By Lawdragon News | October 2, 2015 | Press Releases, Susman Godfrey News
HOUSTON (October 1, 2015) — The U.S. Court of Appeals for the Fifth Circuit yesterday reversed a district court’s refusal to recognize a $123 million judgment issued by a commercial court in the Kingdom of Morocco. Under the Fifth Circuit’s ruling, the Moroccan judgment is “conclusive” and “enforceable in the same manner as a judgment of a sister state that is entitled to full faith and credit.”
In 2002, plaintiffs Maghreb Petroleum Exploration, S.A. (“MPE”) and Mideast Fund for Morocco, Limited (“MFM”) filed suit in Morocco and alleged that billionaire John Paul DeJoria – Forbes magazine’s 234th richest person in America – committed wrongful acts and induced them to invest tens of millions of dollars in a Moroccan oil exploration company that DeJoria and others had formed.
Claiming his life would be endangered if he returned to Morocco, DeJoria chose not to participate in the Morocco lawsuit. Instead, his U.S.-based company asked a Texas federal court to enjoin the Morocco lawsuit, but the court declined.
In 2009, the Morocco court entered judgment for approximately $123 million in favor of MPE and MFM and against DeJoria. DeJoria sought to avoid liability by filing another lawsuit in Texas and, this time, argued that the Morocco judgment should not be recognized in Texas. The district court agreed with DeJoria and refused to enforce the Morocco judgment.
In a 3-0 decision authored by Chief Judge Carl E. Stewart, the Fifth Circuit yesterday reversed, and held that DeJoria did not meet his burden to establish non-recognition. The Fifth Circuit explained that “Morocco’s judicial system as a whole is ‘fundamentally fair’ and inoffensive to basic notions of fairness,” noted that DeJoria’s own expert advertised Morocco’s judicial system as “adher[ing] to international standards,” cited international reports praising Morocco’s judicial system, and noted that American law firms (including DeJoria’s own law firm in this case) have offices in Morocco.
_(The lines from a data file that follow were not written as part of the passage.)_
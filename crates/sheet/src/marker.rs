//! Per-row inclusion markers.
//!
//! The exporter appends one marker column per original column, directly
//! after it, holding the constant `"Y"`. A person curating the exported
//! workbook changes individual cells away from `"Y"` to exclude rows; the
//! filter stage then keeps only rows whose marker cells all still read
//! `"Y"`, and drops the marker columns.

use crate::cell::CellValue;
use crate::error::{Result, SheetError};
use crate::sheet::Sheet;

/// Suffix that turns an original column name into its marker column name.
pub const MARKER_SUFFIX: &str = "_Y";

/// Value a marker cell must hold, exactly, for its row to survive filtering.
pub const MARKER_VALUE: &str = "Y";

impl Sheet {
    /// Append one marker column per original column.
    ///
    /// Each marker is inserted directly after its original, so a sheet with
    /// `N` columns ends up with `2N` columns alternating original/marker.
    /// Every data row gets `"Y"` in every marker cell. Row 0 must be the
    /// header row.
    ///
    /// # Errors
    ///
    /// Returns `SheetError::MissingHeaderRow` for an empty sheet, or
    /// `SheetError::DuplicateColumnName` if a marker name collides with an
    /// existing column.
    pub fn append_marker_columns(&mut self) -> Result<()> {
        if self.is_empty() {
            return Err(SheetError::MissingHeaderRow);
        }

        let originals: Vec<String> = self
            .row(0)?
            .iter()
            .map(CellValue::as_str)
            .collect();
        let data_rows = self.row_count() - 1;

        // Insert right-to-left so earlier indices stay valid
        for (index, name) in originals.iter().enumerate().rev() {
            let mut column = Vec::with_capacity(data_rows + 1);
            column.push(CellValue::String(format!("{name}{MARKER_SUFFIX}")));
            column.extend(
                std::iter::repeat(CellValue::String(MARKER_VALUE.to_string())).take(data_rows),
            );
            self.column_insert(index + 1, column)?;
        }

        self.name_columns_by_row(0)?;
        self.verify_marker_layout()?;
        Ok(())
    }

    /// Check the export-time marker invariant: `2N` columns where each odd
    /// index holds the marker for the original directly before it.
    ///
    /// # Errors
    ///
    /// Returns `SheetError::MarkerMismatch` if the layout does not hold.
    pub fn verify_marker_layout(&self) -> Result<()> {
        let header = self.row(0)?;
        let mismatch = || SheetError::MarkerMismatch {
            sheet: self.name().to_string(),
            originals: header.len().div_ceil(2),
            markers: header.len() / 2,
        };

        if header.len() % 2 != 0 {
            return Err(mismatch());
        }

        for pair in header.chunks_exact(2) {
            let expected = format!("{}{MARKER_SUFFIX}", pair[0].as_str());
            if pair[1].as_str() != expected {
                return Err(mismatch());
            }
        }

        Ok(())
    }

    /// Indices of marker columns: those whose header name ends with `_Y`.
    ///
    /// # Errors
    ///
    /// Returns `SheetError::MissingHeaderRow` for an empty sheet.
    pub fn marker_columns(&self) -> Result<Vec<usize>> {
        let header = self.row(0)?;
        Ok(header
            .iter()
            .enumerate()
            .filter(|(_, cell)| cell.as_str().ends_with(MARKER_SUFFIX))
            .map(|(index, _)| index)
            .collect())
    }

    /// Keep only rows whose marker cells are all exactly `"Y"`, then drop
    /// the marker columns.
    ///
    /// Filtering is applied one marker column at a time; each pass narrows
    /// the surviving set further, so survival is the conjunction over all
    /// marker columns. A missing marker cell (short row) does not survive.
    /// An empty sheet passes through unchanged.
    pub fn filter_marked_rows(&mut self) -> Result<()> {
        if self.is_empty() {
            return Ok(());
        }

        let markers = self.marker_columns()?;
        for &col in &markers {
            self.filter_rows(|index, row| {
                if index == 0 {
                    return true;
                }
                matches!(row.get(col), Some(CellValue::String(s)) if s == MARKER_VALUE)
            });
        }

        self.remove_columns_at(&markers)?;
        self.name_columns_by_row(0)?;
        Ok(())
    }
}

#[cfg(test)]
mod tests {
    use super::*;

    fn inventory_sheet() -> Sheet {
        Sheet::from_data(vec![
            vec!["Name", "Cores"],
            vec!["host-01", "8"],
            vec!["host-02", "16"],
            vec!["host-03", "4"],
        ])
    }

    // ===== Export side =====

    #[test]
    fn append_doubles_columns_alternating() {
        let mut sheet = inventory_sheet();
        sheet.append_marker_columns().unwrap();

        assert_eq!(sheet.col_count(), 4);
        let header: Vec<String> = sheet.row(0).unwrap().iter().map(CellValue::as_str).collect();
        assert_eq!(header, vec!["Name", "Name_Y", "Cores", "Cores_Y"]);
    }

    #[test]
    fn append_fills_every_marker_cell_with_y() {
        let mut sheet = inventory_sheet();
        sheet.append_marker_columns().unwrap();

        for row in sheet.rows().skip(1) {
            assert_eq!(row[1], CellValue::String("Y".to_string()));
            assert_eq!(row[3], CellValue::String("Y".to_string()));
        }
    }

    #[test]
    fn append_on_header_only_sheet() {
        let mut sheet = Sheet::from_data(vec![vec!["Name"]]);
        sheet.append_marker_columns().unwrap();

        assert_eq!(sheet.row_count(), 1);
        assert_eq!(sheet.col_count(), 2);
    }

    #[test]
    fn append_on_empty_sheet_fails() {
        let mut sheet = Sheet::new();
        assert!(matches!(
            sheet.append_marker_columns(),
            Err(SheetError::MissingHeaderRow)
        ));
    }

    #[test]
    fn verify_layout_rejects_trailing_markers() {
        // Markers bunched at the end instead of interleaved
        let sheet = Sheet::from_data(vec![vec!["Name", "Cores", "Name_Y", "Cores_Y"]]);
        assert!(matches!(
            sheet.verify_marker_layout(),
            Err(SheetError::MarkerMismatch { .. })
        ));
    }

    #[test]
    fn verify_layout_rejects_odd_column_count() {
        let sheet = Sheet::from_data(vec![vec!["Name", "Name_Y", "Cores"]]);
        assert!(matches!(
            sheet.verify_marker_layout(),
            Err(SheetError::MarkerMismatch { .. })
        ));
    }

    // ===== Filter side =====

    #[test]
    fn single_marker_drops_unmarked_rows() {
        let mut sheet = Sheet::from_data(vec![
            vec!["Name", "Name_Y"],
            vec!["A", "Y"],
            vec!["B", "N"],
        ]);
        sheet.filter_marked_rows().unwrap();

        assert_eq!(sheet.col_count(), 1);
        assert_eq!(sheet.row_count(), 2);
        assert_eq!(sheet.get(0, 0).unwrap(), &CellValue::String("Name".to_string()));
        assert_eq!(sheet.get(1, 0).unwrap(), &CellValue::String("A".to_string()));
    }

    #[test]
    fn untouched_markers_keep_every_row() {
        let mut sheet = inventory_sheet();
        sheet.append_marker_columns().unwrap();
        sheet.filter_marked_rows().unwrap();

        assert_eq!(sheet.row_count(), 4);
        assert_eq!(sheet.col_count(), 2);
    }

    #[test]
    fn filters_are_conjunctive_not_short_circuit_or() {
        // Row 1 passes the first marker but fails the second; a row
        // surviving one marker must not survive overall.
        let mut sheet = Sheet::from_data(vec![
            vec!["Name", "Name_Y", "Cores", "Cores_Y"],
            vec!["host-01", "Y", "8", "N"],
            vec!["host-02", "N", "16", "Y"],
            vec!["host-03", "Y", "4", "Y"],
        ]);
        sheet.filter_marked_rows().unwrap();

        assert_eq!(sheet.row_count(), 2);
        assert_eq!(
            sheet.get(1, 0).unwrap(),
            &CellValue::String("host-03".to_string())
        );
    }

    #[test]
    fn marker_order_does_not_change_result() {
        let build = |swap: bool| {
            let mut header = vec!["A", "A_Y", "B", "B_Y"];
            let mut row = vec!["1", "Y", "2", "N"];
            if swap {
                header.swap(1, 3);
                row.swap(1, 3);
            }
            let mut sheet = Sheet::from_data(vec![header, row]);
            sheet.filter_marked_rows().unwrap();
            sheet.row_count()
        };

        assert_eq!(build(false), build(true));
    }

    #[test]
    fn non_string_marker_values_drop_the_row() {
        let mut sheet = Sheet::from_data(vec![
            vec![
                CellValue::String("Name".to_string()),
                CellValue::String("Name_Y".to_string()),
            ],
            vec![
                CellValue::String("host-01".to_string()),
                CellValue::Bool(true),
            ],
            vec![CellValue::String("host-02".to_string()), CellValue::Int(1)],
            vec![CellValue::String("host-03".to_string()), CellValue::Null],
        ]);
        sheet.filter_marked_rows().unwrap();

        assert_eq!(sheet.row_count(), 1);
    }

    #[test]
    fn sheet_without_markers_is_untouched() {
        let mut sheet = inventory_sheet();
        sheet.filter_marked_rows().unwrap();

        assert_eq!(sheet.row_count(), 4);
        assert_eq!(sheet.col_count(), 2);
    }

    #[test]
    fn empty_sheet_passes_through() {
        let mut sheet = Sheet::new();
        sheet.filter_marked_rows().unwrap();
        assert!(sheet.is_empty());
    }

    // ===== Round trip =====

    #[test]
    fn unedited_round_trip_is_identity() {
        let original = inventory_sheet();
        let mut exported = original.clone();
        exported.append_marker_columns().unwrap();
        exported.filter_marked_rows().unwrap();

        assert_eq!(exported.data(), original.data());
    }

    #[test]
    fn edited_marker_excludes_row() {
        let mut sheet = inventory_sheet();
        sheet.append_marker_columns().unwrap();

        // Curate host-02 out via its Name_Y marker
        sheet.set(2, 1, "N").unwrap();
        sheet.filter_marked_rows().unwrap();

        assert_eq!(sheet.row_count(), 3);
        let names = sheet.column_by_name("Name").unwrap();
        assert!(!names.contains(&CellValue::String("host-02".to_string())));
    }
}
The Fifth Circuit also rejected DeJoria’s “alternative grounds for non-recognition,” and explained that “DeJoria had actual notice of the Moroccan lawsuit” which “more than satisfie[s] his due process rights” under Morocco law and “even under the stricter requirements of American due process.”
Geoffrey L. Harrison, a partner in Susman Godfrey LLP’s Houston office, served as lead counsel for MPE and MFM and argued the appeal in the Fifth Circuit, called the Morocco lawsuit “a commercial dispute among sophisticated business entities” and said “the Fifth Circuit’s 3-0 decision properly recognizes that Morocco’s judicial system adheres to international standards of impartiality, due process, and fundamental fairness in accordance with the Texas Recognition Act. The Court’s decision confirms that Moroccan judgments are worthy of recognition, and international companies confidently may rely on Morocco’s judicial system.”
Harrison added: “The Fifth Circuit promptly issued its thorough and well-reasoned opinion just four weeks after oral argument. We appreciate the Court’s attention and diligence in this important case.”
MPE and MFM are represented by Geoffrey L. Harrison, Kenneth E. McNeil, and John P. Lahad of Susman Godfrey LLP; and Roger D. Townsend of Alexander, Dubose, Jefferson & Townsend LLP.
DeJoria is represented by Brian J. Hurst, Eugenie R. Rogers, Nicholas O. Kennedy, and Michael A. Pollard of Baker & McKenzie, LLP; Craig T. Enoch and Melissa A. Lorber of Enoch Kever PLLC; and John C. Carsey of Minton, Burton, Bassett & Collins.
The case is John Paul DeJoria v. Maghreb Petroleum Exploration, S.A. and Mideast Fund for Morocco, Limited, No. 14-51022; In the United States Court of Appeals for the Fifth Circuit.